■ Task instructions ■
Exactly reproduce the line that contains "self.fs.write(&tmp, &json)?;" and all lines after it in the entries below, through the very last line.
[Dataset entries — start]
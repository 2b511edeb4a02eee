//! ProjectLedger をプロジェクトディレクトリ直下の labbook.json に結びつけるストア
//!
//! 保存は同一ディレクトリの一時ファイルへ書いてから rename で置き換える。
//! 途中で落ちても既存の labbook.json は壊れない。
//! 同じディレクトリを同時に開くストアは 1 つだけ（ロックは取らない）。

use crate::domain::{ProjectLedger, Summary};
use common::domain::ProjectDir;
use common::error::Error;
use common::ports::outbound::{FileSystem, Log, LogLevel, LogRecord};
use std::path::PathBuf;
use std::sync::Arc;

pub const DESCRIPTOR_FILENAME: &str = "labbook.json";
const TEMP_FILENAME: &str = ".labbook.json.tmp";

/// 読み込み済みの台帳とその保存先
///
/// `open` / `create` でしか作れないため、存在する値は常にディレクトリに結び付いている。
pub struct ProjectStore {
    fs: Arc<dyn FileSystem>,
    log: Arc<dyn Log>,
    dir: ProjectDir,
    ledger: ProjectLedger,
}

impl ProjectStore {
    /// 既存プロジェクトを開く
    ///
    /// ディレクトリや labbook.json が無ければ `NotFound`、JSON が壊れていれば `Format`、
    /// 内容が不正なら `Validation`。
    pub fn open(fs: Arc<dyn FileSystem>, log: Arc<dyn Log>, dir: ProjectDir) -> Result<Self, Error> {
        if !fs.is_dir(&dir) {
            return Err(Error::not_found(format!(
                "No such project directory: '{}'",
                dir
            )));
        }
        let path = descriptor_path(&dir);
        if !fs.exists(&path) {
            return Err(Error::not_found(format!(
                "No {} in '{}'",
                DESCRIPTOR_FILENAME, dir
            )));
        }
        let bytes = fs.read(&path)?;
        let value: serde_json::Value = serde_json::from_slice(&bytes).map_err(|e| {
            Error::format(format!("Malformed JSON in '{}': {}", path.display(), e))
        })?;
        let ledger = ProjectLedger::from_value(&value)?;

        let dups = ledger.duplicate_model_names();
        if !dups.is_empty() {
            let _ = log.log(
                &LogRecord::new(LogLevel::Warn, "duplicate model names")
                    .layer("adapter")
                    .kind("store")
                    .field("dir", dir.to_string())
                    .field("names", dups),
            );
        }

        let store = Self { fs, log, dir, ledger };
        store.log_event("project opened");
        Ok(store)
    }

    /// 新規プロジェクトを作成して書き込む。labbook.json が既にあれば `AlreadyExists`
    pub fn create(
        fs: Arc<dyn FileSystem>,
        log: Arc<dyn Log>,
        dir: ProjectDir,
        name: &str,
    ) -> Result<Self, Error> {
        let ledger = ProjectLedger::new(name)?;
        let path = descriptor_path(&dir);
        if fs.exists(&path) {
            return Err(Error::already_exists(format!(
                "'{}' already contains {}",
                dir, DESCRIPTOR_FILENAME
            )));
        }
        fs.create_dir_all(&dir)?;
        let store = Self { fs, log, dir, ledger };
        store.write_descriptor()?;
        store.log_event("project created");
        Ok(store)
    }

    /// 台帳を labbook.json に書き戻す（一時ファイル + rename）
    pub fn save(&self) -> Result<(), Error> {
        self.write_descriptor()?;
        self.log_event("project saved");
        Ok(())
    }

    pub fn summary(&self) -> Summary {
        self.ledger.summary()
    }

    pub fn ledger(&self) -> &ProjectLedger {
        &self.ledger
    }

    /// 変更は save するまでメモリ上のみ
    pub fn ledger_mut(&mut self) -> &mut ProjectLedger {
        &mut self.ledger
    }

    pub fn descriptor_path(&self) -> PathBuf {
        descriptor_path(&self.dir)
    }

    fn write_descriptor(&self) -> Result<(), Error> {
        let mut json = serde_json::to_string_pretty(&self.ledger.to_value())
            .map_err(|e| Error::json(e.to_string()))?;
        json.push('\n');

        let tmp = self.dir.join(TEMP_FILENAME);
        self.fs.write(&tmp, &json)?;
        if let Err(e) = self.fs.rename(&tmp, &self.descriptor_path()) {
            let _ = self.fs.remove_file(&tmp);
            return Err(e);
        }
        Ok(())
    }

    fn log_event(&self, message: &str) {
        let _ = self.log.log(
            &LogRecord::new(LogLevel::Info, message)
                .layer("adapter")
                .kind("store")
                .field("dir", self.dir.to_string())
                .field("models", self.ledger.models().len()),
        );
    }
}

fn descriptor_path(dir: &ProjectDir) -> PathBuf {
    dir.join(DESCRIPTOR_FILENAME)
}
[Dataset entries — finish]
■ Written response ■
        self.fs.write(&tmp, &json)?;
        if let Err(e) = self.fs.rename(&tmp, &self.descriptor_path()) {
            let _ = self.fs.remove_file(&tmp);
            return Err(e);
        }
        Ok(())
    }

    fn log_event(&self, message: &str) {
        let _ = self.log.log(
            &LogRecord::new(LogLevel::Info, message)
                .layer("adapter")
                .kind("store")
                .field("dir", self.dir.to_string())
                .field("models", self.ledger.models().len()),
        );
    }
}

fn descriptor_path(dir: &ProjectDir) -> PathBuf {
    dir.join(DESCRIPTOR_FILENAME)
}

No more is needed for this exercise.